Akibat masalah perdagangan saham China Evergrande, China Evergrande New Energy Vihicle Group dan Evergrande Property Services dihentikan.
Dampak bangkrutnya perusahan properti terbesar China itu diyakini tidak akan merembet ke Indonesia.
Corporate Secretary PT Steel Pipe Industry of Indonesia Tbk (ISSP) Johannes W. Edward mengatakan, kasus Evergrande sebenarnya sudah lama.
“Properti meskipun signifikan bukan satu-satunya konsumen baja. Terlihat harga baja sudah mengalami penguatan dibandingkan bulan September lalu,” katanya kepada Kontan, Selasa (30/1).
Baca Juga: Evergrande Harus Likuidasi, Kreditur Cemas Duit Tak Kembali
Menurut Johannes, ekspor baja mereka ke China tidak terlalu besar, sehingga tidak akan berdampak signifikan terhadap kinerja Perseroan di tahun ini.
Manajemen ISSP pun menargetkan volume penjualan ekspor di tahun ini mencapai 30.000 ton atau setara porsi 8%-10% terhadap total penjualan perusahaan.

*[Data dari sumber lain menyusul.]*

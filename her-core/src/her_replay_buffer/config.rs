//! Configuration of [`HerReplayBuffer`](super::HerReplayBuffer).
use super::WeightNormalizer::{self, All};
use anyhow::Result;
use serde::{Deserialize, Serialize};
use std::{
    default::Default,
    fs::File,
    io::{BufReader, Write},
    path::Path,
};

/// Configuration for prioritized experience replay (PER).
///
/// ```rust
/// use her_core::{PerConfig, WeightNormalizer};
///
/// let config = PerConfig::default()
///     .alpha(0.6)
///     .beta_0(0.4)
///     .beta_final(1.0)
///     .n_opts_final(500_000)
///     .normalize(WeightNormalizer::All);
/// ```
#[derive(Debug, Deserialize, Serialize, PartialEq, Clone)]
pub struct PerConfig {
    /// Exponent for prioritization. A value of 0 results in uniform sampling.
    pub alpha: f32,

    /// Initial value of the importance sampling exponent.
    pub beta_0: f32,

    /// Final value of the importance sampling exponent.
    pub beta_final: f32,

    /// Number of priority updates after which `beta` reaches its final value.
    pub n_opts_final: usize,

    /// Method for normalizing importance sampling weights.
    pub normalize: WeightNormalizer,

    /// Added to the absolute TD error so that every priority stays positive.
    /// Must be greater than 0.
    pub eps: f32,
}

impl Default for PerConfig {
    fn default() -> Self {
        Self {
            alpha: 0.6,
            beta_0: 0.4,
            beta_final: 1.0,
            n_opts_final: 500_000,
            normalize: All,
            eps: 1e-6,
        }
    }
}

impl PerConfig {
    /// Sets the prioritization exponent `alpha`.
    pub fn alpha(mut self, alpha: f32) -> Self {
        self.alpha = alpha;
        self
    }

    /// Sets the initial importance sampling exponent `beta_0`.
    pub fn beta_0(mut self, beta_0: f32) -> Self {
        self.beta_0 = beta_0;
        self
    }

    /// Sets the final importance sampling exponent `beta_final`.
    pub fn beta_final(mut self, beta_final: f32) -> Self {
        self.beta_final = beta_final;
        self
    }

    /// Sets the number of priority updates to reach the final beta value.
    pub fn n_opts_final(mut self, n_opts_final: usize) -> Self {
        self.n_opts_final = n_opts_final;
        self
    }

    /// Sets the method for normalizing importance weights.
    pub fn normalize(mut self, normalize: WeightNormalizer) -> Self {
        self.normalize = normalize;
        self
    }

    /// Sets the priority floor.
    pub fn eps(mut self, eps: f32) -> Self {
        self.eps = eps;
        self
    }
}

/// How substitute goals are chosen when relabeling a transition at time `t`
/// of an episode of length `T`.
#[derive(Debug, Deserialize, Serialize, PartialEq, Eq, Clone, Copy)]
pub enum GoalStrategy {
    /// Achieved goal of a step sampled uniformly from `[t, T)`.
    Future,

    /// Achieved goal of the last step.
    Final,

    /// Achieved goal of a step sampled uniformly from `[0, T)`.
    Episode,
}

/// Configuration of [`HerReplayBuffer`](super::HerReplayBuffer).
///
/// ```rust
/// use her_core::{GoalStrategy, HerReplayBufferConfig, PerConfig};
///
/// let config = HerReplayBufferConfig::default()
///     .capacity(100_000)
///     .strategy(GoalStrategy::Future)
///     .sampled_goal_num(4)
///     .per_config(Some(PerConfig::default()));
/// ```
#[derive(Debug, Deserialize, Serialize, PartialEq, Clone)]
pub struct HerReplayBufferConfig {
    /// Maximum number of flattened transitions.
    pub capacity: usize,

    /// Random seed for sampling and goal selection.
    pub seed: u64,

    /// Goal selection strategy.
    pub strategy: GoalStrategy,

    /// Number of relabeled copies per original transition.
    pub sampled_goal_num: usize,

    /// If `true`, episodes end when their goal is reached, and the termination
    /// flag of a relabeled transition is recomputed for its new goal.
    pub done_on_success: bool,

    /// Optional configuration for prioritized experience replay.
    pub per_config: Option<PerConfig>,
}

impl Default for HerReplayBufferConfig {
    fn default() -> Self {
        Self {
            capacity: 1_000_000,
            seed: 42,
            strategy: GoalStrategy::Future,
            sampled_goal_num: 4,
            done_on_success: true,
            per_config: None,
        }
    }
}

impl HerReplayBufferConfig {
    /// Sets the capacity of the replay buffer.
    pub fn capacity(mut self, capacity: usize) -> Self {
        self.capacity = capacity;
        self
    }

    /// Sets the random seed.
    pub fn seed(mut self, seed: u64) -> Self {
        self.seed = seed;
        self
    }

    /// Sets the goal selection strategy.
    pub fn strategy(mut self, strategy: GoalStrategy) -> Self {
        self.strategy = strategy;
        self
    }

    /// Sets the number of relabeled copies per transition.
    pub fn sampled_goal_num(mut self, k: usize) -> Self {
        self.sampled_goal_num = k;
        self
    }

    /// Sets if reaching the goal terminates an episode.
    pub fn done_on_success(mut self, v: bool) -> Self {
        self.done_on_success = v;
        self
    }

    /// Sets the configuration for prioritized experience replay.
    pub fn per_config(mut self, per_config: Option<PerConfig>) -> Self {
        self.per_config = per_config;
        self
    }

    /// Loads the configuration from a YAML file.
    pub fn load(path: impl AsRef<Path>) -> Result<Self> {
        let file = File::open(path)?;
        let rdr = BufReader::new(file);
        let b = serde_yaml::from_reader(rdr)?;
        Ok(b)
    }

    /// Saves the configuration to a YAML file.
    pub fn save(&self, path: impl AsRef<Path>) -> Result<()> {
        let mut file = File::create(path)?;
        file.write_all(serde_yaml::to_string(&self)?.as_bytes())?;
        Ok(())
    }
}

#[cfg(test)]
mod tests {
    use super::*;
    use tempdir::TempDir;

    #[test]
    fn test_serde_her_replay_buffer_config() -> Result<()> {
        let config = HerReplayBufferConfig::default()
            .capacity(100)
            .strategy(GoalStrategy::Final)
            .per_config(Some(PerConfig::default().alpha(0.7)));

        let dir = TempDir::new("her_replay_buffer_config")?;
        let path = dir.path().join("her_replay_buffer_config.yaml");
        config.save(&path)?;
        let config_ = HerReplayBufferConfig::load(&path)?;
        assert_eq!(config, config_);
        Ok(())
    }
}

Di sisi lain, kondisi pasar baja global saat ini sebenarnya cukup menarik. Harga baja tertahan karena tingginya harga bahan baku, yaitu iron ore dan coking coal.
“Sementara, permintaan tetap tumbuh perlahan, karena ditopang industri lain selain property. Electric vehicle misalnya,” ungkapnya.

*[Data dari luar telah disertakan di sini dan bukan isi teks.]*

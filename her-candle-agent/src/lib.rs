//! Goal-conditioned RL agents implemented with [candle](https://crates.io/crates/candle-core).
//!
//! * [`dqn::Dqn`]: DQN with epsilon-greedy exploration decaying over episodes.
//! * [`td3::Td3`]: twin Q-networks for discrete actions.
//! * [`sac::Sac`]: soft actor-critic with a tanh-squashed Gaussian policy.
//!
//! All agents implement [`her_core::Agent`] on [`her_core::HerReplayBuffer`] and
//! scale their inputs with an [`her_core::Normalizer`].
pub mod dqn;
pub mod mlp;
pub mod model;
pub mod opt;
pub mod sac;
pub mod td3;
pub mod util;
use anyhow::Result;
use serde::{Deserialize, Serialize};

#[derive(Clone, Debug, Copy, Deserialize, Serialize, PartialEq)]
/// Device for using candle.
///
/// This enum is added because [`candle_core::Device`] does not support serialization.
pub enum Device {
    /// The main CPU device.
    Cpu,

    /// The GPU device of the given ordinal.
    Cuda(usize),
}

impl Default for Device {
    fn default() -> Self {
        Self::Cpu
    }
}

impl Device {
    /// Creates the [`candle_core::Device`].
    pub fn build(&self) -> Result<candle_core::Device> {
        match self {
            Self::Cpu => Ok(candle_core::Device::Cpu),
            Self::Cuda(n) => Ok(candle_core::Device::new_cuda(*n)?),
        }
    }
}
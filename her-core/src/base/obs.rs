//! Goal-conditioned observation.
use crate::error::HerError;
use serde::{Deserialize, Serialize};
use std::collections::HashMap;

/// Observation of a goal-conditioned environment.
///
/// The environment reports its own state together with the goal currently
/// achieved and the goal the agent is asked to reach. Grid-world tasks may
/// add a vector of extra features (e.g. an inventory).
#[derive(Clone, Debug, PartialEq, Deserialize, Serialize)]
pub struct GoalObs {
    /// State of the environment.
    pub state: Vec<f32>,

    /// Goal achieved in the current state.
    pub achieved_goal: Vec<f32>,

    /// Goal to be reached.
    pub desired_goal: Vec<f32>,

    /// Additional features appended to the network input.
    pub extra: Option<Vec<f32>>,
}

impl GoalObs {
    /// Constructs an observation without extra features.
    pub fn new(state: Vec<f32>, achieved_goal: Vec<f32>, desired_goal: Vec<f32>) -> Self {
        Self {
            state,
            achieved_goal,
            desired_goal,
            extra: None,
        }
    }

    /// Sets extra features.
    pub fn extra(mut self, v: Vec<f32>) -> Self {
        self.extra = Some(v);
        self
    }

    /// Builds an observation from a dictionary as returned by gym-style environments.
    ///
    /// The state is read from `observation` or `state`. Extra features are read from
    /// `inventory` or `extra` if present. A missing state or goal key is an error.
    pub fn from_dict(dict: &HashMap<String, Vec<f32>>) -> Result<Self, HerError> {
        let get = |keys: &[&str]| keys.iter().find_map(|k| dict.get(*k)).cloned();
        let state = get(&["observation", "state"])
            .ok_or_else(|| HerError::MissingObsKey("observation".to_string()))?;
        let achieved_goal =
            get(&["achieved_goal"]).ok_or_else(|| HerError::MissingObsKey("achieved_goal".to_string()))?;
        let desired_goal =
            get(&["desired_goal"]).ok_or_else(|| HerError::MissingObsKey("desired_goal".to_string()))?;
        let extra = get(&["inventory", "extra"]);

        Ok(Self {
            state,
            achieved_goal,
            desired_goal,
            extra,
        })
    }

    /// Network input: `state ++ desired_goal ++ extra`.
    pub fn input(&self) -> Vec<f32> {
        concat(&self.state, &self.desired_goal, &self.extra)
    }

    /// Features accumulated by the input normalizer: `state ++ achieved_goal ++ extra`.
    ///
    /// The layout matches [`GoalObs::input`], so the statistics apply to both.
    pub fn history_features(&self) -> Vec<f32> {
        concat(&self.state, &self.achieved_goal, &self.extra)
    }
}

pub(crate) fn concat(state: &[f32], goal: &[f32], extra: &Option<Vec<f32>>) -> Vec<f32> {
    let n_extra = extra.as_ref().map_or(0, |e| e.len());
    let mut v = Vec::with_capacity(state.len() + goal.len() + n_extra);
    v.extend_from_slice(state);
    v.extend_from_slice(goal);
    if let Some(e) = extra {
        v.extend_from_slice(e);
    }
    v
}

Direktur Ciputra Development Harun Hajadi mengatakan, keruntuhan Evergreen disebabkan karena agresivitas perusahaan dalam berutang untuk melakukan ekspansi.

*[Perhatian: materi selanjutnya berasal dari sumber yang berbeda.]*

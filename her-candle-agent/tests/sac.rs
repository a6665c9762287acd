mod common;
use anyhow::Result;
use candle_core::{DType, Device, Tensor};
use candle_nn::{init::Init, VarBuilder};
use common::{snapshot, store_episode, PointEnv};
use her_candle_agent::{
    mlp::{Mlp, Mlp2, MlpConfig},
    model::SubModel2,
    sac::{EntCoefMode, Sac, SacConfig},
    util::{GaussianActorConfig, MultiCritic, MultiCriticConfig},
};
use her_core::{
    Agent, ContinuousAct, GoalObs, HerReplayBuffer, HerReplayBufferConfig, PerConfig, Policy,
    SparseReward,
};
use serde::{Deserialize, Serialize};
use std::collections::BTreeMap;
use tempdir::TempDir;
use test_log::test;

type Buffer = HerReplayBuffer<ContinuousAct, SparseReward>;
type SacAgent = Sac<PointEnv, Mlp, Mlp2, Buffer>;

fn sac_config(mode: EntCoefMode) -> SacConfig<Mlp, Mlp2> {
    SacConfig::default()
        .actor_config(
            GaussianActorConfig::default()
                .policy_config(MlpConfig::new(2, vec![16], 1, false))
                .action_scale(0.5),
        )
        .critic_config(MultiCriticConfig::default().q_config(MlpConfig::new(3, vec![16], 1, false)))
        .ent_coef_mode(mode)
        .batch_size(8)
        .n_updates_per_opt(3)
}

fn buffer(per: bool) -> Result<Buffer> {
    let mut config = HerReplayBufferConfig::default().capacity(1000).seed(3);
    if per {
        config = config.per_config(Some(PerConfig::default()));
    }
    Buffer::build(&config, SparseReward::new(0.1))
}

type Snapshot = BTreeMap<String, Vec<f32>>;

/// Entropy coefficient, then actor, critic and target critic parameters.
fn params(agent: &SacAgent) -> Result<(f32, [Snapshot; 3])> {
    Ok((
        agent.alpha()?,
        [
            snapshot(agent.actor().varmap())?,
            snapshot(agent.critic().varmap())?,
            snapshot(agent.critic().varmap_tgt())?,
        ],
    ))
}

#[test]
fn test_sac_does_not_learn_from_small_buffer() -> Result<()> {
    let mut agent = SacAgent::build(sac_config(EntCoefMode::Auto(1.0, 0.001)))?;
    let mut buffer = buffer(false)?;
    store_episode(&mut buffer, 0.0, 1, ContinuousAct(vec![0.5]))?;

    let before = params(&agent)?;
    assert!(agent.learn(&mut buffer)?.is_none());
    assert!(agent.learn_steps(&mut buffer, 2, 0)?.is_none());
    assert_eq!(agent.n_opts(), 0);
    assert_eq!(before, params(&agent)?);
    Ok(())
}

#[test]
fn test_sac_learn() -> Result<()> {
    let mut agent = SacAgent::build(sac_config(EntCoefMode::Auto(1.0, 0.001)))?;
    let mut buffer = buffer(true)?;
    store_episode(&mut buffer, 0.0, 5, ContinuousAct(vec![0.5]))?;

    let actor = snapshot(agent.actor().varmap())?;
    let critic = snapshot(agent.critic().varmap())?;
    let record = agent.learn(&mut buffer)?.unwrap();
    assert_eq!(agent.n_opts(), 3);
    assert!(record.get_scalar("loss_critic")?.is_finite());
    assert!(record.get_scalar("loss_actor")?.is_finite());
    assert!(record.get_scalar("policy_entropy")?.is_finite());
    assert!(record.get_scalar("alpha")? > 0.0);
    assert_ne!(actor, snapshot(agent.actor().varmap())?);
    assert_ne!(critic, snapshot(agent.critic().varmap())?);
    Ok(())
}

#[test]
fn test_sac_fixed_alpha() -> Result<()> {
    let mut agent = SacAgent::build(sac_config(EntCoefMode::Fix(0.2)))?;
    let mut buffer = buffer(false)?;
    store_episode(&mut buffer, 0.0, 5, ContinuousAct(vec![0.5]))?;
    let record = agent.learn(&mut buffer)?.unwrap();
    assert!((record.get_scalar("alpha")? - 0.2).abs() < 1e-6);
    Ok(())
}

#[test]
fn test_sac_actions_are_bounded() -> Result<()> {
    let mut agent = SacAgent::build(sac_config(EntCoefMode::Fix(0.2)))?;
    let obs = GoalObs::new(vec![0.0], vec![0.0], vec![2.0]);
    for _ in 0..20 {
        let a = agent.sample(&obs)?;
        assert_eq!(a.0.len(), 1);
        assert!(a.0[0].abs() <= 0.5);
    }

    agent.eval();
    let a = agent.sample(&obs)?;
    assert_eq!(a, agent.sample(&obs)?);
    Ok(())
}

#[test]
fn test_sac_checkpoint() -> Result<()> {
    let tmp_dir = TempDir::new("sac_ckpt")?;
    let mut agent = SacAgent::build(sac_config(EntCoefMode::Auto(1.0, 0.001)))?;
    let mut buffer = buffer(false)?;
    store_episode(&mut buffer, 0.0, 5, ContinuousAct(vec![0.5]))?;
    agent.learn(&mut buffer)?;

    let paths = agent.save_params(tmp_dir.path(), 2)?;
    assert_eq!(paths.len(), 5);
    assert!(paths.iter().all(|p| p.is_file()));

    let mut agent_ = SacAgent::build(sac_config(EntCoefMode::Auto(1.0, 0.001)))?;
    agent_.load_params(tmp_dir.path(), 2)?;
    assert_eq!(
        snapshot(agent.actor().varmap())?,
        snapshot(agent_.actor().varmap())?
    );
    assert_eq!(
        snapshot(agent.critic().varmap_tgt())?,
        snapshot(agent_.critic().varmap_tgt())?
    );

    agent.eval();
    agent_.eval();
    let obs = GoalObs::new(vec![1.0], vec![1.0], vec![2.0]);
    assert_eq!(agent.sample(&obs)?, agent_.sample(&obs)?);

    assert!(agent_.load_params(tmp_dir.path(), 1).is_err());
    Ok(())
}

#[test]
fn test_sac_delayed_updates() -> Result<()> {
    let config = sac_config(EntCoefMode::Auto(1.0, 0.01))
        .n_updates_per_opt(1)
        .actor_update_interval(2)
        .critic_target_update_interval(2)
        .critic_config(
            MultiCriticConfig::default()
                .q_config(MlpConfig::new(3, vec![16], 1, false))
                .tau(0.5),
        );
    let mut agent = SacAgent::build(config)?;
    let mut buffer = buffer(false)?;
    store_episode(&mut buffer, 0.0, 5, ContinuousAct(vec![0.5]))?;

    // Update 0: everything moves.
    let (alpha0, [actor0, critic0, tgt0]) = params(&agent)?;
    let record = agent.learn(&mut buffer)?.unwrap();
    assert!(record.get_scalar("loss_actor").is_ok());
    let (alpha1, [actor1, critic1, tgt1]) = params(&agent)?;
    assert_ne!(alpha0, alpha1);
    assert_ne!(actor0, actor1);
    assert_ne!(critic0, critic1);
    assert_ne!(tgt0, tgt1);

    // Update 1: only the critics are trained.
    let record = agent.learn(&mut buffer)?.unwrap();
    assert!(record.get_scalar("loss_actor").is_err());
    let (alpha2, [actor2, critic2, tgt2]) = params(&agent)?;
    assert_eq!(alpha1, alpha2);
    assert_eq!(actor1, actor2);
    assert_ne!(critic1, critic2);
    assert_eq!(tgt1, tgt2);

    // Update 2: everything moves again.
    agent.learn(&mut buffer)?.unwrap();
    let (alpha3, [actor3, _, tgt3]) = params(&agent)?;
    assert_ne!(alpha2, alpha3);
    assert_ne!(actor2, actor3);
    assert_ne!(tgt2, tgt3);
    assert_eq!(agent.n_opts(), 3);
    Ok(())
}

#[derive(Clone, Debug, Deserialize, Serialize, PartialEq)]
struct ConstQConfig;

/// Critic of which the output is a single trainable scalar.
struct ConstQ {
    q: Tensor,
}

impl SubModel2 for ConstQ {
    type Config = ConstQConfig;
    type Input1 = Tensor;
    type Input2 = Tensor;
    type Output = Result<Tensor>;

    fn build(vb: VarBuilder, _config: Self::Config) -> Result<Self> {
        let q = vb.get_with_hints(1, "q", Init::Const(0.0))?;
        Ok(Self { q })
    }

    fn forward(&self, obs: &Tensor, _act: &Tensor) -> Self::Output {
        let batch_size = obs.dims()[0];
        Ok(self.q.broadcast_as((batch_size, 1))?.contiguous()?)
    }
}

fn set_var(critic: &MultiCritic<ConstQ>, name: &str, v: f32, target: bool) -> Result<()> {
    let varmap = if target {
        critic.varmap_tgt()
    } else {
        critic.varmap()
    };
    let data = varmap.data().lock().unwrap();
    data.get(name)
        .unwrap()
        .set(&Tensor::new(&[v], &Device::Cpu)?)?;
    Ok(())
}

#[test]
fn test_multi_critic_takes_min_over_targets() -> Result<()> {
    let config = MultiCriticConfig::default().q_config(ConstQConfig).tau(0.5);
    let mut critic = MultiCritic::<ConstQ>::build(config, Device::Cpu)?;
    let obs = Tensor::zeros((3, 2), DType::F32, &Device::Cpu)?;
    let act = Tensor::zeros((3, 1), DType::F32, &Device::Cpu)?;

    set_var(&critic, "critic_tgt0.q", 1.0, true)?;
    set_var(&critic, "critic_tgt1.q", -2.0, true)?;
    let q = critic.qvals_min_tgt(&obs, &act)?;
    assert_eq!(q.dims(), [3]);
    assert_eq!(q.to_vec1::<f32>()?, vec![-2.0; 3]);

    set_var(&critic, "critic0.q", 4.0, false)?;
    set_var(&critic, "critic1.q", 3.0, false)?;
    assert_eq!(critic.qvals_min(&obs, &act)?.to_vec1::<f32>()?, vec![3.0; 3]);

    // Each target moves halfway to its own critic.
    critic.soft_update()?;
    let qs = critic
        .qvals(&obs, &act)?
        .iter()
        .map(|q| Ok(q.to_vec1::<f32>()?[0]))
        .collect::<Result<Vec<_>>>()?;
    assert_eq!(qs, vec![4.0, 3.0]);
    assert_eq!(
        critic.qvals_min_tgt(&obs, &act)?.to_vec1::<f32>()?,
        vec![0.5; 3]
    );
    Ok(())
}
//! interp_helper: menu-driven helper around an OpenAI-backed chat agent.
//!
//! This library crate re-exports modules so integration tests
//! (under `tests/`) can access them.

pub mod agent;
pub mod cli;
pub mod config;
pub mod console;
pub mod credentials;
pub mod envfile;
pub mod models;
pub mod repl;
pub mod session;
pub mod system_message;
pub mod utils;

/// Return the working directory the helper keeps its files in.
///
/// Resolution order:
/// 1. `HELPER_HOME` environment variable
/// 2. the current directory
pub fn helper_home() -> std::path::PathBuf {
    match std::env::var("HELPER_HOME") {
        Ok(p) if !p.is_empty() => std::path::PathBuf::from(p),
        _ => std::path::PathBuf::from("."),
    }
}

“Padahal situasi ekonomi selalu naik turun, sehingga seharusnya para pengembang bisa sedia payung sebelum hujan,” ujarnya kepada Kontan, Selasa (30/1).
Baca Juga: Bursa Asia Mayoritas Menguat, Bursa Hongkong Anjlok Terseret Evergrande
Masalah tersebut pun diharapkan dampaknya terjadi di China saja dan tidak sampai menular ke negara-negara lain. Harun melihat, sampai saat ini, CTRA sebagai salah satu perusahan properti, belum merasakan dampak dari kasus Evergreen di Indonesia.
“Namun, mungkin dampaknya memang tidak terlalu besar, karena kondisi ekonomi domestik cukup kuat, reserve cukup, inflasi rendah, dan pertumbuhan ekonomi masih sekitar 5%,” tuturnya.
Harun juga melihat, di tahun ini tidak akan ada banyak sentimen negatif yang akan berdampak ke kinerja CTRA. Misalnya, suku bunga The Fed saat ini masih tinggi, tetapi inflasi di Amerika Serikat (AS) sudah mulai terkontrol.
“Tidak ada sentimen negatif tahun ini, kecuali jika Pemilu 2024 ribut,” imbuhnya.